Эмма выскользнула на задний двор, потом через калитку в стене выбралась на улицу. Бертран при расчете не вычел стоимость разбитой посуды. Худой, суетливый, он избегал смотреть ей в глаза. Поджал губы и пожелал удачи. От Эммы будто оторвали часть ее существа, жизни, рутины, она вдруг попала в водоворот сновавшей по улицам толпы, и никому не было дела до ее несчастья. Увернувшись от повозки, которую тащил хромой мул, она влилась в людской поток и понемногу удалилась от столовой. Все ей казалось чужим, враждебным. Она возвращалась домой в неурочный час. Что ей делать там взаперти? Дядя Себастьян, наверное, спит после ночной смены на скотобойне. Она задрожала при одной мысли о том, что придется объяснить дяде и кузенам, откуда взялись эти рисунки. Роса знала, ей она рассказала, ведь если делишь с кем-то небольшую кровать, это располагает к доверию и интимным излияниям. Представив, как дядя и кузены разглядывают ее наготу, она покрылась холодным потом. Зачем?! Зачем?! Зачем Далмау их продал? Неужели настолько возненавидел ее? Она остановилась посреди улицы, сжала кулаки, крепко, так что ногти вонзились в ладони. «Негодяй!» – проговорила она сквозь зубы. Шедшим позади приходилось огибать ее. На этой самой улице, может быть, на другой, поблизости, Далмау преследовал ее, просил прощения. Может быть, думал, что так легко простить удар кулаком, который она от него схлопотала? Нет, ни за что, даже если учесть, что он в тот вечер был в стельку пьян. И потом, Монсеррат. Она не могла отделаться от чувства вины, и по ночам ее преследовало видение: баррикада, голова подруги, развороченная пулями. Но Далмау не желал брать на себя ни малейшей ответственности, хотя именно он запустил конфликт, попросив ее заменить подругу на уроках катехизиса. «Предательница!» – именно поэтому выкрикнула Монсеррат перед смертью. Далмау должен был передумать, исправиться, умолять тысячу и один раз, чтобы получить прощение, а он вместо этого пропал, сделав несколько попыток; не упорствовал. И теперь рисунки. Эмма не понимала, как они очутились в борделе. Люди видели ее нагой, вожделеющей, сладострастной. Она помнила каждый из сеансов рисования: любовь, страсть, наслаждение… Она шла, погруженная в эти мысли, со слезами на глазах, и вдруг обнаружила себя в нескольких шагах от решетки, окружающей фабрику изразцов. Пыталась вспомнить, не задумала ли она в какой-то момент нарочно прийти сюда, и решила, что нет.

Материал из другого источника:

//! cmorph-sync — mirror the CMORPH v1.0 8km-30min precipitation dataset
//! from the UCAR RDA archive onto local storage.
//!
//! One run authenticates once against the RDA login endpoint, expands a
//! (year, months) request into one expected file per calendar day, then
//! resolves each target strictly in sequence: skip when the local copy is
//! current, otherwise stream the file and verify it by size. Outcomes are
//! summarized on stdout and in a durable update log.

#![warn(clippy::all)]

pub mod auth;
pub mod cli;
pub mod config;
pub mod fetch;
pub mod logfile;
pub mod plan;
pub mod report;

use anyhow::Result;
use chrono::Local;

use crate::config::Config;
use crate::logfile::{Level, UpdateLog};
use crate::report::OutcomeSet;

/// Execute one full synchronization run.
///
/// Fatal preconditions (unwritable log, failed login) surface as `Err`
/// before any file is touched; the caller decides process exit. A network
/// or filesystem error mid-plan also aborts, losing the classification of
/// the remaining targets. A run that resolves every target returns the
/// outcome set after writing the summary.
pub async fn run(config: &Config) -> Result<OutcomeSet> {
    let level = if config.debug {
        Level::Debug
    } else {
        Level::Info
    };
    let log = UpdateLog::open(&config.log_path, level)?;
    log.info(&format!(
        "Updated on {} by {}",
        Local::now().format("%Y-%m-%d"),
        config.operator
    ))?;

    // Login gates everything; the plan is not even constructed on failure.
    let session =
        auth::authenticate(&config.login_url, &config.username, &config.password, &log).await?;

    let plan = plan::build_plan(&config.year, &config.months, &config.data_dir, &config.base_url)?;
    tracing::info!(
        targets = plan.len(),
        year = %config.year,
        "starting synchronization"
    );

    let mut outcomes = OutcomeSet::default();
    for target in &plan {
        let update = target.local_path.exists();
        let status = fetch::fetch_target(session.client(), target, update, &log).await?;
        outcomes.record(target, update, status);
    }

    outcomes.write_summary(&log)?;
    Ok(outcomes)
}
//! Fetch-and-verify engine.
//!
//! Each target moves through `planned → (skip | fetching → {complete,
//! incomplete})`. A pre-existing local file puts the target in update mode:
//! the remote `Last-Modified` is compared against the local mtime before any
//! bytes move, and an up-to-date file is skipped untouched. Completeness is
//! decided solely by comparing the final on-disk size with the declared
//! `Content-Length`; no checksum is computed and incomplete transfers are
//! not retried.

pub mod error;

use std::io::IsTerminal;
use std::path::Path;

use chrono::{DateTime, Utc};
use futures_util::StreamExt;
use indicatif::{ProgressBar, ProgressStyle};
use reqwest::header::{HeaderMap, CONTENT_LENGTH, LAST_MODIFIED};
use tokio::io::AsyncWriteExt;

pub use self::error::FetchError;
use crate::logfile::UpdateLog;
use crate::plan::DownloadTarget;

/// Transfer granularity; progress is only displayed for files larger than
/// one chunk.
const CHUNK_SIZE: usize = 1 << 20;

/// Final state of one target.
#[derive(Debug, Clone, Copy, PartialEq, Eq)]
pub enum FetchStatus {
    /// Update mode only: the local copy is current, nothing was transferred.
    Skip,
    /// On-disk size equals the declared content length.
    Complete,
    /// The transfer ended with a size mismatch. Recorded, not retried.
    Incomplete,
}

/// Declared body size from the Content-Length header.
fn content_length(headers: &HeaderMap) -> Option<u64> {
    headers
        .get(CONTENT_LENGTH)?
        .to_str()
        .ok()?
        .parse::<u64>()
        .ok()
}

/// Remote Last-Modified header as a UTC timestamp, if present and well
/// formed (IMF-fixdate, e.g. `Tue, 28 Jun 2022 01:02:03 GMT`).
fn remote_last_modified(headers: &HeaderMap) -> Option<DateTime<Utc>> {
    let raw = headers.get(LAST_MODIFIED)?.to_str().ok()?;
    DateTime::parse_from_rfc2822(raw)
        .ok()
        .map(|dt| dt.with_timezone(&Utc))
}

/// Update-mode staleness check: true when the remote copy must be fetched.
///
/// A missing or unparsable Last-Modified header counts as stale — freshness
/// can't be proven, so the file is re-downloaded.
fn remote_is_newer(headers: &HeaderMap, local_path: &Path) -> bool {
    let remote = match remote_last_modified(headers) {
        Some(ts) => ts,
        None => return true,
    };
    let local = match std::fs::metadata(local_path).and_then(|m| m.modified()) {
        Ok(mtime) => DateTime::<Utc>::from(mtime),
        Err(_) => return true,
    };
    remote > local
}

/// Size-equality completeness check. Equality is the sole proof; a server
/// misreporting Content-Length is misclassified.
fn completeness(on_disk: u64, declared: u64) -> FetchStatus {
    if on_disk == declared {
        FetchStatus::Complete
    } else {
        FetchStatus::Incomplete
    }
}

/// Live percent-complete display for one transfer.
///
/// Hidden when stdout is not a TTY or when the whole file fits in a single
/// chunk.
fn transfer_progress(declared: u64, filename: &str) -> ProgressBar {
    if declared <= CHUNK_SIZE as u64 || !std::io::stdout().is_terminal() {
        return ProgressBar::hidden();
    }
    let pb = ProgressBar::new(declared);
    pb.set_style(
        ProgressStyle::with_template("{msg} [{bar:40.cyan/blue}] {bytes}/{total_bytes} ({percent}%)")
            .expect("valid template")
            .progress_chars("=> "),
    );
    pb.set_message(filename.to_string());
    pb
}

/// Resolve one target against the remote archive.
///
/// `update` must be true exactly when a local file already exists at the
/// target path; a fresh target never performs the staleness probe. Network
/// and status errors propagate and abort the run — there is no per-file
/// isolation. The local file is written in place (not atomically), so an
/// interrupted run leaves a truncated file under its final name.
pub async fn fetch_target(
    client: &reqwest::Client,
    target: &DownloadTarget,
    update: bool,
    log: &UpdateLog,
) -> Result<FetchStatus, FetchError> {
    let response = client
        .get(&target.remote_url)
        .send()
        .await
        .map_err(|e| FetchError::Http {
            source: e,
            path: target.rel_path.clone(),
        })?;

    let status = response.status();
    if !status.is_success() {
        return Err(FetchError::HttpStatus {
            status: status.as_u16(),
            path: target.rel_path.clone(),
        });
    }

    let declared = content_length(response.headers())
        .ok_or_else(|| FetchError::MissingContentLength(target.rel_path.clone()))?;

    if update && !remote_is_newer(response.headers(), &target.local_path) {
        tracing::debug!("{} is up to date, skipping", target.rel_path);
        log.debug(&format!("skip {}", target.rel_path))?;
        return Ok(FetchStatus::Skip);
    }

    tracing::debug!(
        size_bytes = declared,
        path = %target.local_path.display(),
        "fetching",
    );

    let filename = target
        .local_path
        .file_name()
        .and_then(|f| f.to_str())
        .unwrap_or(&target.rel_path);
    let pb = transfer_progress(declared, filename);

    let mut file = tokio::fs::File::create(&target.local_path).await?;
    let mut buffer: Vec<u8> = Vec::with_capacity(CHUNK_SIZE);
    let mut stream = response.bytes_stream();

    while let Some(chunk) = stream.next().await {
        let chunk = chunk.map_err(|e| FetchError::Http {
            source: e,
            path: target.rel_path.clone(),
        })?;
        buffer.extend_from_slice(&chunk);
        while buffer.len() >= CHUNK_SIZE {
            let rest = buffer.split_off(CHUNK_SIZE);
            file.write_all(&buffer).await?;
            buffer = rest;
            // Percent-complete from what actually reached the disk.
            let written = tokio::fs::metadata(&target.local_path)
                .await
                .map(|m| m.len())
                .unwrap_or(0);
            pb.set_position(written);
        }
    }
    if !buffer.is_empty() {
        file.write_all(&buffer).await?;
    }
    file.flush().await?;
    drop(file);
    pb.finish_and_clear();

    let on_disk = tokio::fs::metadata(&target.local_path).await?.len();
    let status = completeness(on_disk, declared);
    log.debug(&format!(
        "{} {:?}: {} of {} bytes",
        target.rel_path, status, on_disk, declared
    ))?;
    Ok(status)
}
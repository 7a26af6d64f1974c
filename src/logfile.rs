//! Durable append-only update log.
//!
//! One line per recorded action, timestamped, at `{root}/cmorph/code/
//! update_log.txt`. The handle is opened once at startup and passed
//! explicitly to the components that write provenance; there is no global
//! logger state. Console diagnostics go through `tracing` separately.

use std::fs::{File, OpenOptions};
use std::io::Write;
use std::path::Path;
use std::sync::Mutex;

use anyhow::{Context, Result};
use chrono::Local;

#[derive(Debug, Clone, Copy, PartialEq, Eq)]
pub enum Level {
    Info,
    Debug,
}

/// Append-only log sink with a severity threshold.
///
/// Writes are flushed per line so the log survives an aborted run up to the
/// last completed action. An unwritable sink is a fatal error.
pub struct UpdateLog {
    file: Mutex<File>,
    level: Level,
}

impl UpdateLog {
    /// Open (creating parent directories and the file as needed) in append
    /// mode.
    pub fn open(path: &Path, level: Level) -> Result<Self> {
        if let Some(parent) = path.parent() {
            std::fs::create_dir_all(parent)
                .with_context(|| format!("Failed to create log directory {}", parent.display()))?;
        }
        let file = OpenOptions::new()
            .create(true)
            .append(true)
            .open(path)
            .with_context(|| format!("Failed to open update log {}", path.display()))?;
        Ok(Self {
            file: Mutex::new(file),
            level,
        })
    }

    pub fn info(&self, message: &str) -> Result<()> {
        self.write(Level::Info, message)
    }

    /// Written only when the log was opened at debug level.
    pub fn debug(&self, message: &str) -> Result<()> {
        if self.level == Level::Debug {
            self.write(Level::Debug, message)?;
        }
        Ok(())
    }

    fn write(&self, level: Level, message: &str) -> Result<()> {
        let stamp = Local::now().format("%Y-%m-%d %H:%M:%S");
        let tag = match level {
            Level::Info => "INFO",
            Level::Debug => "DEBUG",
        };
        let mut file = self.file.lock().expect("log mutex poisoned");
        writeln!(file, "{} {} {}", stamp, tag, message).context("Failed to write update log")?;
        file.flush().context("Failed to flush update log")?;
        Ok(())
    }
}
use serde::{Deserialize, Serialize};
/*
    dto http per gli endpoint che non passano da GraphQL
*/
// Health
#[derive(Debug, Clone, PartialEq, Eq, Serialize, Deserialize)]
#[serde(rename_all = "camelCase")]
pub struct HealthResponse {
    pub status: String,
    /// Numero di messaggi attualmente nello store
    pub messages: usize,
}

impl HealthResponse {
    pub fn ok(messages: usize) -> Self {
        Self { status: "ok".to_string(), messages }
    }
}
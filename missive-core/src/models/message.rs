use serde::{Deserialize, Serialize};

/// Messaggio restituito dallo store: campi salvati più l'id con cui sono indicizzati.
#[derive(Debug, Clone, PartialEq, Eq, Serialize, Deserialize)]
#[serde(rename_all = "camelCase")]
pub struct Message {
    pub id: String,
    #[serde(default)]
    pub content: Option<String>,
    #[serde(default)]
    pub author: Option<String>,
}

/// Payload di scrittura per create/update. Non ha id: viene generato (create)
/// oppure passato a parte come chiave di lookup (update).
#[derive(Debug, Clone, Default, PartialEq, Eq, Serialize, Deserialize)]
#[serde(rename_all = "camelCase")]
pub struct MessageInput {
    #[serde(default)]
    pub content: Option<String>,
    #[serde(default)]
    pub author: Option<String>,
}

impl Message {
    /// Costruisce il messaggio a partire dall'id e dai campi salvati.
    pub fn new(id: impl Into<String>, fields: &MessageInput) -> Self {
        Self {
            id: id.into(),
            content: fields.content.clone(),
            author: fields.author.clone(),
        }
    }
}

impl MessageInput {
    pub fn new(content: Option<&str>, author: Option<&str>) -> Self {
        Self {
            content: content.map(str::to_string),
            author: author.map(str::to_string),
        }
    }
}
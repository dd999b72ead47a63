//! missive-core: tipi condivisi e store in memoria dei messaggi (modelli, errori, DTO HTTP).
//! Niente I/O di rete: il server GraphQL vive in `missive-server`.

pub mod models;
pub mod protocol;
pub mod error;
pub mod store;
pub mod utils;

// Re-export utili per ridurre i percorsi nel crate server
pub use error::{Error, Result};
pub use models::{message::Message, message::MessageInput};
pub use protocol::http::HealthResponse;
pub use store::MessageStore;
pub use utils::new_message_id;
use thiserror::Error;

/// Result con l'errore di dominio dello store.
pub type Result<T> = std::result::Result<T, Error>;

/// Errori restituiti dalle operazioni dello store.
///
/// Sono errori a livello di singola richiesta: il server li traduce in errori
/// GraphQL sul campo, non sono mai fatali per il processo.
#[derive(Debug, Clone, PartialEq, Eq, Error)]
pub enum Error {
    /// Nessun record con questo id.
    #[error("no message exists with id {id}")]
    NotFound { id: String },
}

impl Error {
    /// Codice stabile esposto ai client (in `extensions.code`).
    pub fn code(&self) -> &'static str {
        match self {
            Error::NotFound { .. } => "NOT_FOUND",
        }
    }
}
pub mod message;

// Re-export per comodità
pub use message::{Message, MessageInput};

Далмау нет на месте, объявил беззубый старик. Спросил, зачем она хочет его видеть. Зачем, повторила она про себя. Чтобы плюнуть ему под ноги. Расцарапать морду, дать с ноги по яйцам. Да не раз!
– Просто так, – сказала она вслух. – Не беспокойтесь.
– Они с учителем готовят выставку. Говорят, получилось очень хорошо, и… – (Но Эмма уже отошла от решетки.) – Хочешь, скажу, что ты приходила? Как тебя звать?